_How to complete this task_
What is needed is the number of lines below that contain the string "should", with no other text.

Supplied information section start

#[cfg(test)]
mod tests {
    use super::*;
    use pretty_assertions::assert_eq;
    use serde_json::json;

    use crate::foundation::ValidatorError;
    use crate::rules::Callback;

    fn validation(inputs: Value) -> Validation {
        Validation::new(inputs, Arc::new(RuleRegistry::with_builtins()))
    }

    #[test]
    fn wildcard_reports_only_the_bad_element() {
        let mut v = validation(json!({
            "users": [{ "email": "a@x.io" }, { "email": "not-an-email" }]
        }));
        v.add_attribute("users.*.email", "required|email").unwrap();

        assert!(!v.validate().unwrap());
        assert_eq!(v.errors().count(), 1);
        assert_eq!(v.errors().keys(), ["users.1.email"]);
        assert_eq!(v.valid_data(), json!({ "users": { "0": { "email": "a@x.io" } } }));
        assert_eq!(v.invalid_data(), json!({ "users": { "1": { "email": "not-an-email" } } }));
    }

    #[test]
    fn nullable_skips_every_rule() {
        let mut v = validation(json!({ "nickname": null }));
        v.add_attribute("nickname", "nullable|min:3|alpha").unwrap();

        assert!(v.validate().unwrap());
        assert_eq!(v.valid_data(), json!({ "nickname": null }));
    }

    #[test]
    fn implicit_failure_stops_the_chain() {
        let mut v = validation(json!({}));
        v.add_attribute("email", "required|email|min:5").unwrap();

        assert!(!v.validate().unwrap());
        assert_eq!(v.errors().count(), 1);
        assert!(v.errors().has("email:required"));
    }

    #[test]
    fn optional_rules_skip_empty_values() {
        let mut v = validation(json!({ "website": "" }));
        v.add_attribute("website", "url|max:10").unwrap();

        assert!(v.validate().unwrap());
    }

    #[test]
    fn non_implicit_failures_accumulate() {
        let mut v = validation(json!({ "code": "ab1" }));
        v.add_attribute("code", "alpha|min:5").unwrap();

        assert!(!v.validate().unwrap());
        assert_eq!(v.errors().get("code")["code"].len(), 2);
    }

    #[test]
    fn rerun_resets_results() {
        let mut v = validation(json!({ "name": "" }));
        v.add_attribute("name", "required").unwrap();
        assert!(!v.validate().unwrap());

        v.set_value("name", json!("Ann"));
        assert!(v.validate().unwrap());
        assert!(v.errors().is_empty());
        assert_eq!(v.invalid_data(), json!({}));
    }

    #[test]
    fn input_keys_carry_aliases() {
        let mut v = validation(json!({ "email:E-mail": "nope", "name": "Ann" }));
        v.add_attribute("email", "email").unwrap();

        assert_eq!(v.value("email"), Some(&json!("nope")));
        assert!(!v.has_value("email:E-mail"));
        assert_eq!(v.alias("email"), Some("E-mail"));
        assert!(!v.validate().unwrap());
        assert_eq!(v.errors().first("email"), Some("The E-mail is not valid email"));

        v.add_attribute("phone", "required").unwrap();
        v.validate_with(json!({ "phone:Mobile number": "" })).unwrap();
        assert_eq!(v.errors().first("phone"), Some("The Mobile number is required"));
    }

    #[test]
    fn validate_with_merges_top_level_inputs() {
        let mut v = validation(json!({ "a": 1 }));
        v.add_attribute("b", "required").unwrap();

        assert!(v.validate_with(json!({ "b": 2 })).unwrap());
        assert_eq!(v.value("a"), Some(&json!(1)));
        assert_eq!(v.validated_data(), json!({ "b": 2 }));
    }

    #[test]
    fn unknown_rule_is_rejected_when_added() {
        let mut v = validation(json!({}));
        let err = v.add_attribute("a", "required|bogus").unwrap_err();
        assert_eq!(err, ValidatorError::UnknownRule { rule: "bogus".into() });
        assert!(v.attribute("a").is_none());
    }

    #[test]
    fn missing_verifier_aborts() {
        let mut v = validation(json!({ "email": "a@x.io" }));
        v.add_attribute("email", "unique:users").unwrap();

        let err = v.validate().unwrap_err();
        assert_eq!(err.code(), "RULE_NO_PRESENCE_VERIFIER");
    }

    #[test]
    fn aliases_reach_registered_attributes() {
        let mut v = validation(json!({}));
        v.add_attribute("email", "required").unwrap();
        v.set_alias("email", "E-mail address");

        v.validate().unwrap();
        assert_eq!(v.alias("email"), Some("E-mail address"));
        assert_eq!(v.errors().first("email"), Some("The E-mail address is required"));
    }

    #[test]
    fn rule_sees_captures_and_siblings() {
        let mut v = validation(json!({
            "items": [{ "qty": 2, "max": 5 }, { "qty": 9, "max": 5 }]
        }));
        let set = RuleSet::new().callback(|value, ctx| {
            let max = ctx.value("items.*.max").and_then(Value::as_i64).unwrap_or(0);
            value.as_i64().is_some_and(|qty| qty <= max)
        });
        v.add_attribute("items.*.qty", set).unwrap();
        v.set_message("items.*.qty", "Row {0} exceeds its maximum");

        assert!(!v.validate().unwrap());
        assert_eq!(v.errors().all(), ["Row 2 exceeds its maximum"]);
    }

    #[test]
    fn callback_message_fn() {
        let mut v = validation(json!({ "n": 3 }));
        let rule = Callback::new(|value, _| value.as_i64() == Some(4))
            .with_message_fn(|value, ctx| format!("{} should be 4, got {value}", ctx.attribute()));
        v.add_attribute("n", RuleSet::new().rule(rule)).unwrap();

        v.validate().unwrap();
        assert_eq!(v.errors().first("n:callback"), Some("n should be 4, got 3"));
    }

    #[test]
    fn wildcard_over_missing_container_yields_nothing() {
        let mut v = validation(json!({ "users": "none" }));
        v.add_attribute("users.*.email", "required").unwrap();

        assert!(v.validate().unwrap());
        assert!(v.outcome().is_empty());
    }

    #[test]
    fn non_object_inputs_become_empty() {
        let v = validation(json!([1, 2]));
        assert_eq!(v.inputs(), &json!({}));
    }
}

Supplied information section end
Supplied information section start

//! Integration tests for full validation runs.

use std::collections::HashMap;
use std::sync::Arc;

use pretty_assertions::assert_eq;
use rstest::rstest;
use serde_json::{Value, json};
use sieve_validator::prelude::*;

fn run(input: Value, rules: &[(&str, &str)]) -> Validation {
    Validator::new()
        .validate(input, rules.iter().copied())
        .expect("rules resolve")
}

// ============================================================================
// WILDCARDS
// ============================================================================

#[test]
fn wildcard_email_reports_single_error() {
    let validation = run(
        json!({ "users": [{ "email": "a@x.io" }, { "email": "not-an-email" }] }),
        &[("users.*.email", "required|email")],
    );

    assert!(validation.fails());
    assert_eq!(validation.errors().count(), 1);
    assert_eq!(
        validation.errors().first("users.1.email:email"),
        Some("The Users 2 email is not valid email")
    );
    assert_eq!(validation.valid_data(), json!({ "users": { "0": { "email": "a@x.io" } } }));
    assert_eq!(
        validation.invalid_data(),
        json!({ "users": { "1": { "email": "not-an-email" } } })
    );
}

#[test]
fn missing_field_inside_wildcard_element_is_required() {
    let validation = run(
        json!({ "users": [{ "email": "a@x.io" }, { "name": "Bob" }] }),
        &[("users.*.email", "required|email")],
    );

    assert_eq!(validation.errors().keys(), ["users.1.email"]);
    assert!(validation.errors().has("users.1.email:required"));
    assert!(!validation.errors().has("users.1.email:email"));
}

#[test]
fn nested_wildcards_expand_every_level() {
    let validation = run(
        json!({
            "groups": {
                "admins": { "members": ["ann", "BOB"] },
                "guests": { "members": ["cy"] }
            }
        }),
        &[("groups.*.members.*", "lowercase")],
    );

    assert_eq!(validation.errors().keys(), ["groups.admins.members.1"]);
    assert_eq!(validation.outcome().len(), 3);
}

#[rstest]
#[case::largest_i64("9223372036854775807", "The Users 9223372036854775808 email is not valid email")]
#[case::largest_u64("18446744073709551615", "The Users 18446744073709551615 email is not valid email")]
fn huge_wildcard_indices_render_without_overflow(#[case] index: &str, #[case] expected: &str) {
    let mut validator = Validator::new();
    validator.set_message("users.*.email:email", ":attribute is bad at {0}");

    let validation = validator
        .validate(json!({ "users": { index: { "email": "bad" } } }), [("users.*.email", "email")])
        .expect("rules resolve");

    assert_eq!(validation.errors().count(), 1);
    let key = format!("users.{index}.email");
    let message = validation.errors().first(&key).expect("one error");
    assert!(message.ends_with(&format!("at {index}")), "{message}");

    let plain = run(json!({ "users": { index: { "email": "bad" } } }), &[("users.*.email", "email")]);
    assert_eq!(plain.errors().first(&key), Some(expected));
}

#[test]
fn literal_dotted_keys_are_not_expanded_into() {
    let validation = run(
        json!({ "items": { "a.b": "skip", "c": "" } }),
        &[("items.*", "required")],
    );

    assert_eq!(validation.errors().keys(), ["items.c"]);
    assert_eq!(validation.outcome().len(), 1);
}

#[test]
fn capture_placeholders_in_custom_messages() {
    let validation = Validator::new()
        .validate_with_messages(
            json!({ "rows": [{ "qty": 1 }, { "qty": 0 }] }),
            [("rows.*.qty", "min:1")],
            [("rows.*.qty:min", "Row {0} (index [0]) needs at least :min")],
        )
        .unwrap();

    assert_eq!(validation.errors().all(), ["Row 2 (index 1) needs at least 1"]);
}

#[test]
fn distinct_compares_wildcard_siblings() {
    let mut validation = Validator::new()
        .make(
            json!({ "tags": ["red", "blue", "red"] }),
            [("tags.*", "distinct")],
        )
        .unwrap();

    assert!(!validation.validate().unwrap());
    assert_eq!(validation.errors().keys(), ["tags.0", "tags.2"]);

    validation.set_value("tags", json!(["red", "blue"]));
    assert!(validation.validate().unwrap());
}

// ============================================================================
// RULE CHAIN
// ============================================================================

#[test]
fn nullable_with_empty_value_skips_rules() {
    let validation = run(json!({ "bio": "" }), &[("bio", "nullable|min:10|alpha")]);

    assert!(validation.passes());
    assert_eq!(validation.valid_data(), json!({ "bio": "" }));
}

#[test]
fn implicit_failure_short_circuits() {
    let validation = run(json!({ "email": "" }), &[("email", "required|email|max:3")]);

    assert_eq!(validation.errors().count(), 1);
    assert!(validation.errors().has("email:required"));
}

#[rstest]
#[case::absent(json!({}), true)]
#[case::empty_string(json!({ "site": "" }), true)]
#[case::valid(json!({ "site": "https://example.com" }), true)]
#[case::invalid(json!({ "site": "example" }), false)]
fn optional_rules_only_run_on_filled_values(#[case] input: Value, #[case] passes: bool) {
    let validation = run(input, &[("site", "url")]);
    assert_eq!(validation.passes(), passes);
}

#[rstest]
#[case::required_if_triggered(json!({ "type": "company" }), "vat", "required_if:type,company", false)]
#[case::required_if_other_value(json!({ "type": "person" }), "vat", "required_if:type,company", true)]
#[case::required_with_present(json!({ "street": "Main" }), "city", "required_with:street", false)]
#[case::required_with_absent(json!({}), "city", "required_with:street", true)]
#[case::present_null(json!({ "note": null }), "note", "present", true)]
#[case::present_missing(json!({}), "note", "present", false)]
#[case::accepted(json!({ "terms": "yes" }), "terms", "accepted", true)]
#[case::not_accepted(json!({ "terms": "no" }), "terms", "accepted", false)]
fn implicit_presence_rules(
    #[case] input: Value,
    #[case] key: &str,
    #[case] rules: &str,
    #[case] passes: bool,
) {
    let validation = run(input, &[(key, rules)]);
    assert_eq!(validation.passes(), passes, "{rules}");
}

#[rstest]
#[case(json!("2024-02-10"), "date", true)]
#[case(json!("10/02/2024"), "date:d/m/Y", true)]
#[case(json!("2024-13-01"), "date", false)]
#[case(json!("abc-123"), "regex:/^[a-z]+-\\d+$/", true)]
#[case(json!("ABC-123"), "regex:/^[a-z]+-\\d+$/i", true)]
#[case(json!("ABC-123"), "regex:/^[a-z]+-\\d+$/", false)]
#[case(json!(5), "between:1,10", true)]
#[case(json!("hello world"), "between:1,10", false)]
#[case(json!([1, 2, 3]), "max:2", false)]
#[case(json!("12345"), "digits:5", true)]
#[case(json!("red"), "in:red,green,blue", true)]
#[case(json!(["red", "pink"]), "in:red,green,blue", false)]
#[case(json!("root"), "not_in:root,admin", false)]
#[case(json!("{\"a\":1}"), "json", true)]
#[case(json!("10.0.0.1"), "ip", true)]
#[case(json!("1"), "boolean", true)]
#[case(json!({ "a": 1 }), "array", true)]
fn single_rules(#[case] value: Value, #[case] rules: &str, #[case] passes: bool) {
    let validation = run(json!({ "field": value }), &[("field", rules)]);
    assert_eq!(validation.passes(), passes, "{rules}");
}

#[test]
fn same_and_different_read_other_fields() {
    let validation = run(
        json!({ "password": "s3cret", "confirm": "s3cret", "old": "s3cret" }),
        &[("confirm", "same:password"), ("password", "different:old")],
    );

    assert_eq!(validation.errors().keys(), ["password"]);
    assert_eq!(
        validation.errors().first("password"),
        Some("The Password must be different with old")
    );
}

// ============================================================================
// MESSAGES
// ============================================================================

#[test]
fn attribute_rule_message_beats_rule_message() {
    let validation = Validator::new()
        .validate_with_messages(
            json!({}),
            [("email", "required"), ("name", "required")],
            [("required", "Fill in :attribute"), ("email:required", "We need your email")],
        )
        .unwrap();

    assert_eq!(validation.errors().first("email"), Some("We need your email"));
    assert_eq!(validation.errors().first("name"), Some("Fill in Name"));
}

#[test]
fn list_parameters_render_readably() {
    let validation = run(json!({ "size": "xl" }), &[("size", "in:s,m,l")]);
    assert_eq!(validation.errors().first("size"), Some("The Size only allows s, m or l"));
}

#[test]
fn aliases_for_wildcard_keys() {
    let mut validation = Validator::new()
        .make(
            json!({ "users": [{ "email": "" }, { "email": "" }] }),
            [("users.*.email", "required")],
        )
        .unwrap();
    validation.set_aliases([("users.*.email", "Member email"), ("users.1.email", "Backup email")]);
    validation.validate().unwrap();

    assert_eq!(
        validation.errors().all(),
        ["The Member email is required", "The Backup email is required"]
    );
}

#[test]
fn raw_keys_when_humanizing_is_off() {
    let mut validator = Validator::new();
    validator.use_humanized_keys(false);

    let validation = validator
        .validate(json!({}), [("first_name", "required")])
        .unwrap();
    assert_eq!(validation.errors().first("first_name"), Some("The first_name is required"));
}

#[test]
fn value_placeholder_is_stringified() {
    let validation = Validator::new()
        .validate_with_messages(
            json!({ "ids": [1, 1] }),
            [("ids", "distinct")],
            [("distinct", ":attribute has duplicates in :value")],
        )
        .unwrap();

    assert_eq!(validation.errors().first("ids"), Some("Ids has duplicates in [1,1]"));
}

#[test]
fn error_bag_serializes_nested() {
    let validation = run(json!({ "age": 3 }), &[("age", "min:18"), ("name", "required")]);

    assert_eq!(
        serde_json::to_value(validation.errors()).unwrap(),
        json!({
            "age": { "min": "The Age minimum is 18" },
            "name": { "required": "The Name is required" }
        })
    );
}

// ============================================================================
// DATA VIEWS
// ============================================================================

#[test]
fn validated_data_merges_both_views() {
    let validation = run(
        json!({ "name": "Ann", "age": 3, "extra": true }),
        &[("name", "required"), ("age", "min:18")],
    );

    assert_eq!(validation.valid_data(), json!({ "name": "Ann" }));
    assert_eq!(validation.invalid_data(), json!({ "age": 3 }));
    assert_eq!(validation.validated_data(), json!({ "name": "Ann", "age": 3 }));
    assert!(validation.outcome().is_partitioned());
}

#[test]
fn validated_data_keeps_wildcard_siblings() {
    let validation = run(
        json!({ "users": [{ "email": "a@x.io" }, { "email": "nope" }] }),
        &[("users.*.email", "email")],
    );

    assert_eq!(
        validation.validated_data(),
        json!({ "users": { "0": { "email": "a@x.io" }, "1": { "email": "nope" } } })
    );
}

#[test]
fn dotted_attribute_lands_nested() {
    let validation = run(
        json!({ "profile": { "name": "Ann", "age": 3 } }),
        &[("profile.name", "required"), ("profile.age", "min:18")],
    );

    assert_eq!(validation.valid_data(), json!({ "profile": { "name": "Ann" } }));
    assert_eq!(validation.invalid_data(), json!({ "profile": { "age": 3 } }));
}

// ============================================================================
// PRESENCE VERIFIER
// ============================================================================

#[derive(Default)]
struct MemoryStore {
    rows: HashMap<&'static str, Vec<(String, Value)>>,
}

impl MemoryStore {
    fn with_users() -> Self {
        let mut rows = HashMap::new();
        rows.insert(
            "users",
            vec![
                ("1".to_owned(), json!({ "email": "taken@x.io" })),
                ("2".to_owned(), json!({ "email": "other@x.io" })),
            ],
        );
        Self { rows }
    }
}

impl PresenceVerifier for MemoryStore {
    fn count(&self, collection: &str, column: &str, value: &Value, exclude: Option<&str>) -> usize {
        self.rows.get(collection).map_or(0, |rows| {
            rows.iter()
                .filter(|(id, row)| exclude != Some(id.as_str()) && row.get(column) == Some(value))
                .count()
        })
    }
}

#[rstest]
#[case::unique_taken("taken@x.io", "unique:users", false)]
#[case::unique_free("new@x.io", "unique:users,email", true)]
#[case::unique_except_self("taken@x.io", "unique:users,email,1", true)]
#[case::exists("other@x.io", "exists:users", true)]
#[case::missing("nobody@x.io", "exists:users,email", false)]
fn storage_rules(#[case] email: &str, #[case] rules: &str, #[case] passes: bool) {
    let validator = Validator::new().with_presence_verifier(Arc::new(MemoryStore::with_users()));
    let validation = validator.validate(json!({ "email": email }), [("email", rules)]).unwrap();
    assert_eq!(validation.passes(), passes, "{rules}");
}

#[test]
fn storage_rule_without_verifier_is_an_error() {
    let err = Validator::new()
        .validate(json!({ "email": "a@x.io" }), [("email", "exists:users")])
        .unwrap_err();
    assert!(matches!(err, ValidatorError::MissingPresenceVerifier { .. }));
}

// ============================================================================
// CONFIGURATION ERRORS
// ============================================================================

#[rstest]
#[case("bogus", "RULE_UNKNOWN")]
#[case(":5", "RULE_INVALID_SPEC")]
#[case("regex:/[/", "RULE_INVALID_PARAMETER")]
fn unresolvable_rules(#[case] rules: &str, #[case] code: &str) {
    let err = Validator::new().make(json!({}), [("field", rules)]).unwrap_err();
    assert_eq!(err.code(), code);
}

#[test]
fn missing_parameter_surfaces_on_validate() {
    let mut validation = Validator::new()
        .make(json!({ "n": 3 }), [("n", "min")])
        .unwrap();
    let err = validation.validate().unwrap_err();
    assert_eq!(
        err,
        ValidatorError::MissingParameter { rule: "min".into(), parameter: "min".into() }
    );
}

Supplied information section end

_Answer to this exercise_
2